WHAT YOU WILL DO: Give the records again in full, exactly as they are.

Stored items

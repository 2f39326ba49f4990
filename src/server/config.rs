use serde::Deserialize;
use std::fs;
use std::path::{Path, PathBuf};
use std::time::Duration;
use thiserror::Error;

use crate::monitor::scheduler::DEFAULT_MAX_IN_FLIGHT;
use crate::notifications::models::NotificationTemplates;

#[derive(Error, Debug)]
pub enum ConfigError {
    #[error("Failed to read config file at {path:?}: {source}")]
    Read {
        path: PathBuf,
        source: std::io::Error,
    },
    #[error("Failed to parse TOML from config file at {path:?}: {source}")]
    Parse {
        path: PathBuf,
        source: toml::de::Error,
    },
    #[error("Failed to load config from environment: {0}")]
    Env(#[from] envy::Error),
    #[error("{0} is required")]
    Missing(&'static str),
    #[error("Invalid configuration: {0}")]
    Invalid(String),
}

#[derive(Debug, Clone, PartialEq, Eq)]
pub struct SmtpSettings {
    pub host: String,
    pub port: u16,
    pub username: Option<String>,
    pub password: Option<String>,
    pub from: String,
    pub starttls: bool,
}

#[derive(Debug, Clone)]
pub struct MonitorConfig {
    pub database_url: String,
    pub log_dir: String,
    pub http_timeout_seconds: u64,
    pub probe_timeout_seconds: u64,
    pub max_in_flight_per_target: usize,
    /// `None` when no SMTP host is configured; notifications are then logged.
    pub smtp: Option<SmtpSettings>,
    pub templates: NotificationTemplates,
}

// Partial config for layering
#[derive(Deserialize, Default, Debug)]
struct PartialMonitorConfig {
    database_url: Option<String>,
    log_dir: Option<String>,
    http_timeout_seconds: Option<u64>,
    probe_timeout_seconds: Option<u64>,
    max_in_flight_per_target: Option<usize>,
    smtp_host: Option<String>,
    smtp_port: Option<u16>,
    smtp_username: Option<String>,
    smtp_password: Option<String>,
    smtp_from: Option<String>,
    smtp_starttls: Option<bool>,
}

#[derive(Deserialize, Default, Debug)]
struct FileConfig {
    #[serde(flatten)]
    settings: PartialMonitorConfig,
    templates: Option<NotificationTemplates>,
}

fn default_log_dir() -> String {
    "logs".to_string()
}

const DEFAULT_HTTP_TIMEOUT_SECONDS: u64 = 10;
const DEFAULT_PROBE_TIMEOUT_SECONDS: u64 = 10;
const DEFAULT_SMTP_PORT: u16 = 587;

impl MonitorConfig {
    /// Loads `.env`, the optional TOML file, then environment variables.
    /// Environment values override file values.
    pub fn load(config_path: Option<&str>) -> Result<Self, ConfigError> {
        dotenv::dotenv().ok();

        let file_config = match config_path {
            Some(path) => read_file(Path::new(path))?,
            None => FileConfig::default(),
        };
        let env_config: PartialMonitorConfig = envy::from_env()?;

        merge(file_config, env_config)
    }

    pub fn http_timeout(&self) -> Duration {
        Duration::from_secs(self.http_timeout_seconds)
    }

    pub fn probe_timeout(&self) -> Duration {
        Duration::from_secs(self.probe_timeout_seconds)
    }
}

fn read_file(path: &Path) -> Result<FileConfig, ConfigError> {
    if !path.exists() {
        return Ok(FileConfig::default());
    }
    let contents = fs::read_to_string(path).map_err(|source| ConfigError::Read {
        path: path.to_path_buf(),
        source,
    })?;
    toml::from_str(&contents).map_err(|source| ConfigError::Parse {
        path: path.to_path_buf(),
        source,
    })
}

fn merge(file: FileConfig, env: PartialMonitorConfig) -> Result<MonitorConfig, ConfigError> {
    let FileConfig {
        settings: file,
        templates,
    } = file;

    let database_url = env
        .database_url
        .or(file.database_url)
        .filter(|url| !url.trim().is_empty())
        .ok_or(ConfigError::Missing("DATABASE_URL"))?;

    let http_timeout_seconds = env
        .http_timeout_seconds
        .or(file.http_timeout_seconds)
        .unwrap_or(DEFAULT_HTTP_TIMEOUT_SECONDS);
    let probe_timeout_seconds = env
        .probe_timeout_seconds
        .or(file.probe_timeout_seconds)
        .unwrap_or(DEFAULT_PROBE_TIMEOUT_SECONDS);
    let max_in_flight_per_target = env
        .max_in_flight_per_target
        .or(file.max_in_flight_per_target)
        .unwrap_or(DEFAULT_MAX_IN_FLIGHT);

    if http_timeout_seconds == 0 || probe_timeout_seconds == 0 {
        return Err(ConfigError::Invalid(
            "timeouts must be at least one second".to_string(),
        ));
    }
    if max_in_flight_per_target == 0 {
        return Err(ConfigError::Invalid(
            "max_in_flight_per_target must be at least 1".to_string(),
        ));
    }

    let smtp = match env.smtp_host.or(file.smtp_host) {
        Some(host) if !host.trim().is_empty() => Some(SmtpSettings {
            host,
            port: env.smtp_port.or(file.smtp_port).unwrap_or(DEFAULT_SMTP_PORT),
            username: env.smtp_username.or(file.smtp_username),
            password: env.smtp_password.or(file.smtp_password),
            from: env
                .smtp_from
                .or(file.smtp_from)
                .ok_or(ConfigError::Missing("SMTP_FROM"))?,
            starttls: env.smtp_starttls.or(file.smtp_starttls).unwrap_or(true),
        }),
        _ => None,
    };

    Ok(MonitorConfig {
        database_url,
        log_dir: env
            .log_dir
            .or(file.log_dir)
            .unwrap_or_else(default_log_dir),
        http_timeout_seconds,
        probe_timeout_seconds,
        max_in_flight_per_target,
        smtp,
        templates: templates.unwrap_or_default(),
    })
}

EXERCISE ANSWER:
repository 2f39326ba49f4990
filename src/server/config.rs
use serde::Deserialize;
use std::fs;
use std::path::{Path, PathBuf};
use std::time::Duration;
use thiserror::Error;

use crate::monitor::scheduler::DEFAULT_MAX_IN_FLIGHT;
use crate::notifications::models::NotificationTemplates;

#[derive(Error, Debug)]
pub enum ConfigError {
    #[error("Failed to read config file at {path:?}: {source}")]
    Read {
        path: PathBuf,
        source: std::io::Error,
    },
    #[error("Failed to parse TOML from config file at {path:?}: {source}")]
    Parse {
        path: PathBuf,
        source: toml::de::Error,
    },
    #[error("Failed to load config from environment: {0}")]
    Env(#[from] envy::Error),
    #[error("{0} is required")]
    Missing(&'static str),
    #[error("Invalid configuration: {0}")]
    Invalid(String),
}

#[derive(Debug, Clone, PartialEq, Eq)]
pub struct SmtpSettings {
    pub host: String,
    pub port: u16,
    pub username: Option<String>,
    pub password: Option<String>,
    pub from: String,
    pub starttls: bool,
}

#[derive(Debug, Clone)]
pub struct MonitorConfig {
    pub database_url: String,
    pub log_dir: String,
    pub http_timeout_seconds: u64,
    pub probe_timeout_seconds: u64,
    pub max_in_flight_per_target: usize,
    /// `None` when no SMTP host is configured; notifications are then logged.
    pub smtp: Option<SmtpSettings>,
    pub templates: NotificationTemplates,
}

// Partial config for layering
#[derive(Deserialize, Default, Debug)]
struct PartialMonitorConfig {
    database_url: Option<String>,
    log_dir: Option<String>,
    http_timeout_seconds: Option<u64>,
    probe_timeout_seconds: Option<u64>,
    max_in_flight_per_target: Option<usize>,
    smtp_host: Option<String>,
    smtp_port: Option<u16>,
    smtp_username: Option<String>,
    smtp_password: Option<String>,
    smtp_from: Option<String>,
    smtp_starttls: Option<bool>,
}

#[derive(Deserialize, Default, Debug)]
struct FileConfig {
    #[serde(flatten)]
    settings: PartialMonitorConfig,
    templates: Option<NotificationTemplates>,
}

fn default_log_dir() -> String {
    "logs".to_string()
}

const DEFAULT_HTTP_TIMEOUT_SECONDS: u64 = 10;
const DEFAULT_PROBE_TIMEOUT_SECONDS: u64 = 10;
const DEFAULT_SMTP_PORT: u16 = 587;

impl MonitorConfig {
    /// Loads `.env`, the optional TOML file, then environment variables.
    /// Environment values override file values.
    pub fn load(config_path: Option<&str>) -> Result<Self, ConfigError> {
        dotenv::dotenv().ok();

        let file_config = match config_path {
            Some(path) => read_file(Path::new(path))?,
            None => FileConfig::default(),
        };
        let env_config: PartialMonitorConfig = envy::from_env()?;

        merge(file_config, env_config)
    }

    pub fn http_timeout(&self) -> Duration {
        Duration::from_secs(self.http_timeout_seconds)
    }

    pub fn probe_timeout(&self) -> Duration {
        Duration::from_secs(self.probe_timeout_seconds)
    }
}

fn read_file(path: &Path) -> Result<FileConfig, ConfigError> {
    if !path.exists() {
        return Ok(FileConfig::default());
    }
    let contents = fs::read_to_string(path).map_err(|source| ConfigError::Read {
        path: path.to_path_buf(),
        source,
    })?;
    toml::from_str(&contents).map_err(|source| ConfigError::Parse {
        path: path.to_path_buf(),
        source,
    })
}

fn merge(file: FileConfig, env: PartialMonitorConfig) -> Result<MonitorConfig, ConfigError> {
    let FileConfig {
        settings: file,
        templates,
    } = file;

    let database_url = env
        .database_url
        .or(file.database_url)
        .filter(|url| !url.trim().is_empty())
        .ok_or(ConfigError::Missing("DATABASE_URL"))?;

    let http_timeout_seconds = env
        .http_timeout_seconds
        .or(file.http_timeout_seconds)
        .unwrap_or(DEFAULT_HTTP_TIMEOUT_SECONDS);
    let probe_timeout_seconds = env
        .probe_timeout_seconds
        .or(file.probe_timeout_seconds)
        .unwrap_or(DEFAULT_PROBE_TIMEOUT_SECONDS);
    let max_in_flight_per_target = env
        .max_in_flight_per_target
        .or(file.max_in_flight_per_target)
        .unwrap_or(DEFAULT_MAX_IN_FLIGHT);

    if http_timeout_seconds == 0 || probe_timeout_seconds == 0 {
        return Err(ConfigError::Invalid(
            "timeouts must be at least one second".to_string(),
        ));
    }
    if max_in_flight_per_target == 0 {
        return Err(ConfigError::Invalid(
            "max_in_flight_per_target must be at least 1".to_string(),
        ));
    }

    let smtp = match env.smtp_host.or(file.smtp_host) {
        Some(host) if !host.trim().is_empty() => Some(SmtpSettings {
            host,
            port: env.smtp_port.or(file.smtp_port).unwrap_or(DEFAULT_SMTP_PORT),
            username: env.smtp_username.or(file.smtp_username),
            password: env.smtp_password.or(file.smtp_password),
            from: env
                .smtp_from
                .or(file.smtp_from)
                .ok_or(ConfigError::Missing("SMTP_FROM"))?,
            starttls: env.smtp_starttls.or(file.smtp_starttls).unwrap_or(true),
        }),
        _ => None,
    };

    Ok(MonitorConfig {
        database_url,
        log_dir: env
            .log_dir
            .or(file.log_dir)
            .unwrap_or_else(default_log_dir),
        http_timeout_seconds,
        probe_timeout_seconds,
        max_in_flight_per_target,
        smtp,
        templates: templates.unwrap_or_default(),
    })
}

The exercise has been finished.